Material for this task START

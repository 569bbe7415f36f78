//! # Verification Cache
//!
//! Verifying a Groth16 proof costs a few pairings, and the same bundle is
//! verified every time its share link is opened. Results are cached under
//!
//! ```text
//! cacheKey = SHA256(bundleHash ++ zkPoseidonHash ++ verificationVersion)
//! ```
//!
//! ## Security Invariant
//!
//! A stored entry is returned only when its `bundleHash`, `zkPoseidonHash`
//! and `verificationVersion` all equal the request's. Two requests that
//! collide on `cacheKey` never see each other's receipt; the collision is
//! a miss.
//!
//! Entries expire lazily when looked up past their TTL. Writes beyond
//! capacity evict the least recently used entry.
//!
//! Concurrent misses are coalesced per submission: the key parts plus a
//! digest of the submitted proof material. A caller never receives the
//! outcome of verifying somebody else's proof.

use std::future::Future;
use std::num::NonZeroUsize;
use std::time::{Duration, Instant};

use lru::LruCache;
use parking_lot::Mutex;
use serde::Serialize;
use sigil_core::{sha256_bytes, ContentDigest, SigilError, SingleFlight};

use crate::receipt::{hash_receipt, VerificationReceipt};

pub const DEFAULT_CAPACITY: usize = 1024;
pub const DEFAULT_TTL: Duration = Duration::from_secs(600);

/// The fields that discriminate one verification from another.
#[derive(Debug, Clone, PartialEq, Eq, Hash)]
pub struct CacheKeyParts {
    pub bundle_hash: ContentDigest,
    pub zk_poseidon_hash: String,
    pub verification_version: String,
}

impl CacheKeyParts {
    pub fn new(
        bundle_hash: ContentDigest,
        zk_poseidon_hash: impl Into<String>,
        verification_version: impl Into<String>,
    ) -> Self {
        Self {
            bundle_hash,
            zk_poseidon_hash: zk_poseidon_hash.into(),
            verification_version: verification_version.into(),
        }
    }

    pub fn cache_key(&self) -> ContentDigest {
        cache_key(
            &self.bundle_hash,
            &self.zk_poseidon_hash,
            &self.verification_version,
        )
    }
}

/// `SHA256(bundleHash ++ zkPoseidonHash ++ verificationVersion)`, with the
/// bundle hash in lowercase hex.
pub fn cache_key(
    bundle_hash: &ContentDigest,
    zk_poseidon_hash: &str,
    verification_version: &str,
) -> ContentDigest {
    let mut buf = bundle_hash.to_hex().into_bytes();
    buf.extend_from_slice(zk_poseidon_hash.as_bytes());
    buf.extend_from_slice(verification_version.as_bytes());
    sha256_bytes(&buf)
}

/// A cached verification outcome.
#[derive(Debug, Clone, PartialEq, Eq, Serialize)]
#[serde(rename_all = "camelCase")]
pub struct CacheEntry {
    pub cache_key: ContentDigest,
    pub bundle_hash: ContentDigest,
    pub zk_poseidon_hash: String,
    pub verification_version: String,
    pub receipt: VerificationReceipt,
    pub receipt_hash: ContentDigest,
}

impl CacheEntry {
    /// Entry for a receipt, keyed by the receipt's own fields.
    pub fn from_receipt(receipt: VerificationReceipt) -> Result<Self, SigilError> {
        let parts = CacheKeyParts::new(
            receipt.bundle_hash,
            receipt.zk_poseidon_hash.clone(),
            receipt.verification_version.clone(),
        );
        Ok(Self {
            cache_key: parts.cache_key(),
            bundle_hash: parts.bundle_hash,
            zk_poseidon_hash: parts.zk_poseidon_hash,
            verification_version: parts.verification_version,
            receipt_hash: hash_receipt(&receipt)?,
            receipt,
        })
    }

    fn matches(&self, parts: &CacheKeyParts) -> bool {
        self.bundle_hash == parts.bundle_hash
            && self.zk_poseidon_hash == parts.zk_poseidon_hash
            && self.verification_version == parts.verification_version
    }
}

/// Whether [`VerificationCache::get_or_verify`] served from cache.
#[derive(Debug, Clone, Copy, PartialEq, Eq, Serialize)]
#[serde(rename_all = "lowercase")]
pub enum CacheStatus {
    Hit,
    Miss,
}

struct Slot {
    entry: CacheEntry,
    expires_at: Instant,
}

pub struct VerificationCache {
    entries: Mutex<LruCache<ContentDigest, Slot>>,
    ttl: Duration,
    flight: SingleFlight<(CacheKeyParts, ContentDigest), Result<CacheEntry, SigilError>>,
}

impl std::fmt::Debug for VerificationCache {
    fn fmt(&self, f: &mut std::fmt::Formatter<'_>) -> std::fmt::Result {
        f.debug_struct("VerificationCache")
            .field("len", &self.len())
            .field("ttl", &self.ttl)
            .finish()
    }
}

impl Default for VerificationCache {
    fn default() -> Self {
        Self::new(DEFAULT_CAPACITY, DEFAULT_TTL)
    }
}

impl VerificationCache {
    /// A cache holding at most `capacity` entries (minimum 1) for `ttl`.
    pub fn new(capacity: usize, ttl: Duration) -> Self {
        let capacity = NonZeroUsize::new(capacity).unwrap_or(NonZeroUsize::MIN);
        Self {
            entries: Mutex::new(LruCache::new(capacity)),
            ttl,
            flight: SingleFlight::new(),
        }
    }

    pub fn len(&self) -> usize {
        self.entries.lock().len()
    }

    pub fn is_empty(&self) -> bool {
        self.len() == 0
    }

    pub fn lookup(&self, parts: &CacheKeyParts) -> Option<CacheEntry> {
        self.lookup_at(parts, Instant::now())
    }

    /// Look up `parts` as of `now`. Expired entries are dropped.
    pub fn lookup_at(&self, parts: &CacheKeyParts, now: Instant) -> Option<CacheEntry> {
        let key = parts.cache_key();
        let mut entries = self.entries.lock();
        let slot = entries.get(&key)?;
        if now >= slot.expires_at {
            entries.pop(&key);
            tracing::debug!(cache_key = %key.to_hex(), "verification cache entry expired");
            return None;
        }
        if !slot.entry.matches(parts) {
            tracing::warn!(cache_key = %key.to_hex(), "verification cache key collision; treating as miss");
            return None;
        }
        Some(slot.entry.clone())
    }

    pub fn put(&self, entry: CacheEntry) {
        self.put_at(entry, Instant::now());
    }

    /// Store `entry` under its `cache_key` as of `now`.
    pub fn put_at(&self, entry: CacheEntry, now: Instant) {
        let key = entry.cache_key;
        let slot = Slot {
            entry,
            expires_at: now + self.ttl,
        };
        if let Some((evicted, _)) = self.entries.lock().push(key, slot) {
            if evicted != key {
                tracing::debug!(cache_key = %evicted.to_hex(), "verification cache evicted LRU entry");
            }
        }
    }

    /// Serve `parts` from cache, or run `verify` and cache its receipt.
    ///
    /// `submission` is a digest of the proof material `verify` checks.
    /// Concurrent misses with the same parts and the same submission run
    /// `verify` once; different submissions each run their own. A receipt
    /// that does not describe `parts` is refused rather than cached.
    pub async fn get_or_verify<F, Fut>(
        &self,
        parts: &CacheKeyParts,
        submission: &ContentDigest,
        verify: F,
    ) -> Result<(CacheEntry, CacheStatus), SigilError>
    where
        F: FnOnce() -> Fut,
        Fut: Future<Output = Result<VerificationReceipt, SigilError>>,
    {
        if let Some(entry) = self.lookup(parts) {
            return Ok((entry, CacheStatus::Hit));
        }
        let entry = self
            .flight
            .run((parts.clone(), *submission), || async move {
                let receipt = verify().await?;
                let entry = CacheEntry::from_receipt(receipt)?;
                if !entry.matches(parts) {
                    return Err(SigilError::CryptoMismatch(
                        "receipt does not describe the requested verification".into(),
                    ));
                }
                self.put(entry.clone());
                Ok(entry)
            })
            .await?;
        Ok((entry, CacheStatus::Miss))
    }
}
//! # sigil-bundle: Canonical Bundle Construction
//!
//! Turns a minted sigil (SVG text, optional PNG, proof capsule, ZK proof)
//! into a [`CanonicalBundle`]: one deterministic byte form per logical
//! value, and the SHA-256 chain (`svgHash`, `capsuleHash`, `bundleHash`)
//! that downstream attestations, receipts and share links bind to.
//!
//! ## Crate Policy
//!
//! - Depends only on `sigil-core` internally.
//! - Building is pure: identical inputs yield byte-identical output.
//! - Nothing in this crate mutates a bundle after it is built.

pub mod bundle;
pub mod capsule;

pub use bundle::{
    build_bundle, is_proof_bundle, verify_proof_bundle, CanonicalBundle, CanonicalBundleBuilder,
};
pub use capsule::{ProofCapsule, REQUIRED_CAPSULE_FIELDS};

Material for this task END

Give back precisely the lines above that start at the line containing "receipt's own fields." and end at the line containing "pub fn lookup(&self, parts: &CacheKeyParts)", inclusive. No other lines belong in the output.

    /// Entry for a receipt, keyed by the receipt's own fields.
    pub fn from_receipt(receipt: VerificationReceipt) -> Result<Self, SigilError> {
        let parts = CacheKeyParts::new(
            receipt.bundle_hash,
            receipt.zk_poseidon_hash.clone(),
            receipt.verification_version.clone(),
        );
        Ok(Self {
            cache_key: parts.cache_key(),
            bundle_hash: parts.bundle_hash,
            zk_poseidon_hash: parts.zk_poseidon_hash,
            verification_version: parts.verification_version,
            receipt_hash: hash_receipt(&receipt)?,
            receipt,
        })
    }

    fn matches(&self, parts: &CacheKeyParts) -> bool {
        self.bundle_hash == parts.bundle_hash
            && self.zk_poseidon_hash == parts.zk_poseidon_hash
            && self.verification_version == parts.verification_version
    }
}

/// Whether [`VerificationCache::get_or_verify`] served from cache.
#[derive(Debug, Clone, Copy, PartialEq, Eq, Serialize)]
#[serde(rename_all = "lowercase")]
pub enum CacheStatus {
    Hit,
    Miss,
}

struct Slot {
    entry: CacheEntry,
    expires_at: Instant,
}

pub struct VerificationCache {
    entries: Mutex<LruCache<ContentDigest, Slot>>,
    ttl: Duration,
    flight: SingleFlight<(CacheKeyParts, ContentDigest), Result<CacheEntry, SigilError>>,
}

impl std::fmt::Debug for VerificationCache {
    fn fmt(&self, f: &mut std::fmt::Formatter<'_>) -> std::fmt::Result {
        f.debug_struct("VerificationCache")
            .field("len", &self.len())
            .field("ttl", &self.ttl)
            .finish()
    }
}

impl Default for VerificationCache {
    fn default() -> Self {
        Self::new(DEFAULT_CAPACITY, DEFAULT_TTL)
    }
}

impl VerificationCache {
    /// A cache holding at most `capacity` entries (minimum 1) for `ttl`.
    pub fn new(capacity: usize, ttl: Duration) -> Self {
        let capacity = NonZeroUsize::new(capacity).unwrap_or(NonZeroUsize::MIN);
        Self {
            entries: Mutex::new(LruCache::new(capacity)),
            ttl,
            flight: SingleFlight::new(),
        }
    }

    pub fn len(&self) -> usize {
        self.entries.lock().len()
    }

    pub fn is_empty(&self) -> bool {
        self.len() == 0
    }

    pub fn lookup(&self, parts: &CacheKeyParts) -> Option<CacheEntry> {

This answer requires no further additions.